This study uses a hypothetical building case study constructed using a BIM interface. A simple commercial layout is evaluated using variations in the building envelope and subsequent variations in the construction cost of civil, mechanical and electrical components. The commercial office building layout is shown in Fig. 1.

Fig. 1 Layout of office building

The commercial office building in the present study has three floors with total floor area of 7320 sq. m., with each floor of approximately 2440 sq. m. The building location is assumed to be in Mumbai, India which falls under warm and humid climatic zone.

The building envelope is analyzed for both conventional and energy efficient construction type, to understand the variation in the mechanical and electrical requirements of the building in relation to the building envelope. The building model is analyzed using Autodesk Revit (BIM) software.

    1. Comparison between conventional and energy efficient building

      One of the major differences in the conventional and the energy efficient (or compliant) building lies in its building envelope. The ECBC (2017) has prescribed few guidelines in terms of building envelope depending upon the climatic zone. The building model in the present study is analyzed by comparing the building envelope for conventional and energy efficient building (Refer Table 1). The selection of building envelope for conventional building is referred from the general practices adopted in the construction sector whereas the selection of building envelope for energy efficient building is referred using ECBC (2017) guidelines.

      Table 1 Building envelope

      Category

      Conventional building

      Energy efficient building

      Overall heat transfer coefficient (U) value for roof, W/m2K

      3

      0.3

      Overall heat transfer coefficient (U) value for wall, W/m2K

      2

      0.4

      Overall heat transfer coefficient (U) value for glass, W/m2K

      4

      3

      Solar Heat Gain Coefficient (SHGC) for glass

      0.86

      0.13

      The building construction materials are selected in Revit software based on the options available in the software. One can select a building material from the software default options that matches with U value and SHGC of actual building material to be used in the project. It is also implicit that subsequent iterations are possible by modifying the building construction material and its geometry.

    2. Variation in the cooling load requirements

      The building envelope plays a significant role in the cooling demand of a particular building. In conditions where the outside temperatures are high, it is recommended to use building materials with lower U value to provide less heat gain inside the building. This results in drastic reduction in the cooling load requirements.

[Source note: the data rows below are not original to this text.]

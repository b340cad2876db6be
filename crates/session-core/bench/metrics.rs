/// System metrics collection for benchmarking
use std::sync::Arc;
use std::time::{Duration, Instant};
use tokio::sync::Mutex;
use sysinfo::{System, Pid};

#[derive(Debug, Clone)]
pub struct MetricSnapshot {
    pub timestamp: Duration,  // Time since start
    pub cpu_percent: f32,
    pub memory_mb: f64,
    pub thread_count: usize,
    pub active_calls: usize,
}

pub struct MetricsCollector {
    snapshots: Arc<Mutex<Vec<MetricSnapshot>>>,
    start_time: Instant,
    system: Arc<Mutex<System>>,
    process_pid: Pid,
}

impl MetricsCollector {
    pub fn new() -> Self {
        let mut system = System::new_all();
        system.refresh_all();
        
        let process_pid = Pid::from_u32(std::process::id());
        
        Self {
            snapshots: Arc::new(Mutex::new(Vec::new())),
            start_time: Instant::now(),
            system: Arc::new(Mutex::new(system)),
            process_pid,
        }
    }
    
    /// Start collecting metrics at regular intervals
    pub async fn start_collection(
        &self,
        interval: Duration,
        active_calls_counter: Arc<Mutex<usize>>,
    ) {
        let snapshots = self.snapshots.clone();
        let system = self.system.clone();
        let start_time = self.start_time;
        let pid = self.process_pid;
        
        tokio::spawn(async move {
            let mut interval_timer = tokio::time::interval(interval);
            
            loop {
                interval_timer.tick().await;
                
                let mut sys = system.lock().await;
                sys.refresh_process(pid);
                
                if let Some(process) = sys.process(pid) {
                    let active_calls = *active_calls_counter.lock().await;
                    
                    let snapshot = MetricSnapshot {
                        timestamp: start_time.elapsed(),
                        cpu_percent: process.cpu_usage(),
                        memory_mb: process.memory() as f64 / 1024.0 / 1024.0,
                        thread_count: 1, // Simplified for now
                        active_calls,
                    };
                    
                    let mut snaps = snapshots.lock().await;
                    snaps.push(snapshot);
                    
                    // Stop collecting after 15 seconds (enough for all calls to complete)
                    if start_time.elapsed() > Duration::from_secs(15) {
                        break;
                    }
                }
            }
        });
    }
    
    /// Get all collected snapshots
    pub async fn get_snapshots(&self) -> Vec<MetricSnapshot> {
        self.snapshots.lock().await.clone()
    }
    
    /// Calculate statistics from snapshots
    pub fn calculate_stats(snapshots: &[MetricSnapshot]) -> MetricsStats {
        if snapshots.is_empty() {
            return MetricsStats::default();
        }
        
        let cpu_values: Vec<f32> = snapshots.iter().map(|s| s.cpu_percent).collect();
        let memory_values: Vec<f64> = snapshots.iter().map(|s| s.memory_mb).collect();
        let thread_values: Vec<usize> = snapshots.iter().map(|s| s.thread_count).collect();
        
        MetricsStats {
            peak_cpu: cpu_values.iter().cloned().fold(f32::NEG_INFINITY, f32::max),
            avg_cpu: cpu_values.iter().sum::<f32>() / cpu_values.len() as f32,
            peak_memory: memory_values.iter().cloned().fold(f64::NEG_INFINITY, f64::max),
            avg_memory: memory_values.iter().sum::<f64>() / memory_values.len() as f64,
            peak_threads: *thread_values.iter().max().unwrap_or(&0),
            avg_threads: thread_values.iter().sum::<usize>() / thread_values.len().max(1),
        }
    }
    
    /// Print formatted metrics table
    pub fn print_metrics_table(snapshots: &[MetricSnapshot]) {
        println!("\n╔════════════════════════════════════════════════════════════════╗");
        println!("║                    BENCHMARK METRICS                           ║");
        println!("╠════════════════════════════════════════════════════════════════╣");
        println!("║ Time(s) │ CPU(%) │ Memory(MB) │ Threads │ Active Calls       ║");
        println!("╠═════════╪════════╪════════════╪═════════╪════════════════════╣");
        
        for snapshot in snapshots {
            println!("║ {:6.1} │ {:6.1} │ {:10.1} │ {:7} │ {:18} ║",
                snapshot.timestamp.as_secs_f32(),
                snapshot.cpu_percent,
                snapshot.memory_mb,
                snapshot.thread_count,
                snapshot.active_calls,
            );
        }
        
        println!("╠════════════════════════════════════════════════════════════════╣");
        
        let stats = Self::calculate_stats(snapshots);
        println!("║ Peak CPU: {:5.1}% │ Peak Memory: {:6.0}MB │ Peak Threads: {:4} ║",
            stats.peak_cpu, stats.peak_memory, stats.peak_threads);
        println!("║ Avg CPU:  {:5.1}% │ Avg Memory:  {:6.0}MB │ Avg Threads:  {:4} ║",
            stats.avg_cpu, stats.avg_memory, stats.avg_threads);
        println!("╚════════════════════════════════════════════════════════════════╝");
    }
}

#[derive(Debug, Default)]
pub struct MetricsStats {
    pub peak_cpu: f32,
    pub avg_cpu: f32,
    pub peak_memory: f64,
    pub avg_memory: f64,
    pub peak_threads: usize,
    pub avg_threads: usize,
}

The building model (Refer Fig. 2) is simulated using Autodesk Revit (BIM) software to understand the variation in the cooling load requirements of conventional and energy efficient building.

      Fig. 2 Simulation using BIM

      The assumptions made for performing the air conditioning load calculations are summarized in Table 2.

      Table 2 Assumptions for air conditioning load calculation

      Occupancy

      181

      Sensible gain per person (W)

      73.27

      Latent gain per person (W)

      58.61

      Equipment load

      14 W/m2

      Lighting load

      10.76 W/m2

      Outdoor air

      2.5 L/s per person and 0.3 L/s per m2

      Table 3 gives an insight into the cooling and heating load requirements for the office building under study.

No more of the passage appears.